Photographing the Head Throw of the California Brown Pelican in La Jolla

Pelicans

I photograph brown California brown pelicans (Pelecanus occidentalis). A lot. I love them, they are at once both graceful and awkward. They surf. They dive. They eat fish. They live along the coast of California. All things I like to do too! Here are some of my favorite images, showing how beautiful these birds can be: California brown pelican photos.

California Brown Pelican head throw, stretching its throat to keep it flexible and healthy, Pelecanus occidentalis, Pelecanus occidentalis californicus, La Jolla

California Brown Pelican head throw, stretching its throat to keep it flexible and healthy.
Image ID: 30304
Species: Brown Pelican, Pelecanus occidentalis, Pelecanus occidentalis californicus
Location: La Jolla, California, USA

There is one peculiar behavior that pelicans exhibit that is quite challenging to photograph: the “head throw“. Also known as a “bill throw”, it occurs when a pelican throws its head up and back, way way back! The head throw is thought to be a way for the pelican to stretch the skin of its gular pouch — its throat — in order to maintain its flexibility and health. The California race of brown pelican exhibits striking mating coloration in winter, including a colorful red and green throat, yellow head and breast patch, and a bright white or deep chestnut brown hind neck. When a California brown pelican tosses its head back into a bill throw, the rich olive and red colors of its throat are really on display. This year I decided to focus my photography on a couple aspects of these birds that I had not yet photographed to my satisfaction in the past, one of which was the head throw. (The other is surf, which I will share in a few days.) I had plenty of head throw photos before, including some very nice ones, but I wanted to make some new really top notch ones, real keepers. I now have dozens of head throw sequences captured by my camera this season (thank you Canon) but only a few that I feel are really perfect, framed well with super light, rich color and sharp as a tack.

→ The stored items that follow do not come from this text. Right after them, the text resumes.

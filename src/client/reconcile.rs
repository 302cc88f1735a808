//! Post-fetch reconciliation
//!
//! After every successful network call the fresh response is compared with
//! the stored entry for the request's key. The comparison decides whether
//! the response reaches the caller and whether it replaces the entry.

use crate::client::options::RequestOptions;
use crate::client::orchestrator::{Emitter, Engine, RequestContext};
use crate::client::stream::Origin;
use crate::error::RestifyResult;
use crate::response::{CacheEntry, Response};
use tracing::debug;

/// Stored entry for the request key, as far as the request has looked
#[derive(Debug, Clone)]
pub(crate) enum Lookup {
    /// Storage has not been consulted yet
    Unread,
    /// Result of the cache-check read
    Read(Option<CacheEntry>),
}

/// Whether the fresh response differs meaningfully from the stored entry
pub fn content_differs(existing: Option<&CacheEntry>, fresh: &Response) -> bool {
    match existing {
        None => true,
        Some(entry) => !entry.has_data() || entry.data != fresh.data,
    }
}

/// Whether a differing fresh response should replace the stored entry
pub fn should_persist(
    options: &RequestOptions,
    existing: Option<&CacheEntry>,
    fresh: &Response,
    now: i64,
) -> bool {
    if !options.save_network {
        return false;
    }

    match existing {
        None => true,
        Some(entry) => fresh.is_empty() || !entry.is_fresh(now),
    }
}

/// Build the entry persisted for a fresh response
///
/// Transport fields are stripped first; the cache transform sees only the
/// sanitized response and runs exactly once.
pub fn build_entry(
    options: &RequestOptions,
    fresh: Response,
    default_ttl: u64,
    now: i64,
) -> CacheEntry {
    let ttl = options.time_to_live.unwrap_or(default_ttl);
    let expires_at = now.saturating_add(i64::try_from(ttl).unwrap_or(i64::MAX));
    CacheEntry::new(options.shape_for_storage(fresh.sanitize()), expires_at)
}

/// Emit and persist according to the reconciliation rules
pub(crate) async fn post_fetch(
    engine: &Engine,
    ctx: &RequestContext,
    lookup: Lookup,
    fresh: Response,
    cache_emitted: bool,
    emitter: &Emitter,
) -> RestifyResult<()> {
    let existing = match lookup {
        Lookup::Read(entry) => entry,
        Lookup::Unread => engine.storage.get(&ctx.key).await?,
    };
    let now = engine.clock.now_secs();

    if content_differs(existing.as_ref(), &fresh) {
        emitter.emit(Origin::Network, ctx.options.shape_for_caller(fresh.clone()));

        if should_persist(&ctx.options, existing.as_ref(), &fresh, now) {
            let entry = build_entry(&ctx.options, fresh, engine.default_ttl, now);
            engine.storage.set(&ctx.key, &entry).await?;
            debug!("Persisted {} until {}", ctx.key, entry.expires_at);
        } else {
            debug!("Response changed but entry for {} kept", ctx.key);
        }
    } else if ctx.options.network_first() || !cache_emitted {
        emitter.emit(Origin::Network, ctx.options.shape_for_caller(fresh));
    } else {
        debug!("Response for {} unchanged, cache already delivered it", ctx.key);
    }

    Ok(())
}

California Brown Pelican head throw, stretching its throat to keep it flexible and healthy, Pelecanus occidentalis, Pelecanus occidentalis californicus, La Jolla

California Brown Pelican head throw, stretching its throat to keep it flexible and healthy.
Image ID: 28347
Species: Brown Pelican, Pelecanus occidentalis, Pelecanus occidentalis californicus
Location: La Jolla, California, USA

California Brown Pelican head throw, stretching its throat to keep it flexible and healthy, Pelecanus occidentalis, Pelecanus occidentalis californicus, La Jolla

California Brown Pelican head throw, stretching its throat to keep it flexible and healthy.
Image ID: 30174
Species: Brown Pelican, Pelecanus occidentalis, Pelecanus occidentalis californicus
Location: La Jolla, California, USA

One key to photographing this behavior is to know where and when to find pelicans — that’s no secret. Another is to have ideal conditions. I live in the San Diego area so I can simply look outside to make sure the skies are clear — yielding perfect light for about an hour after sunrise — before investing the time to go shoot. Lastly, the pelicans need to be in the right mood — not bothered by people, dogs or big waves — and preening, drying and warming themselves in the sun. It is when they are relaxed and preening that they will do head throws. Once the pelican has lain down it is unlikely to do any more bill throws.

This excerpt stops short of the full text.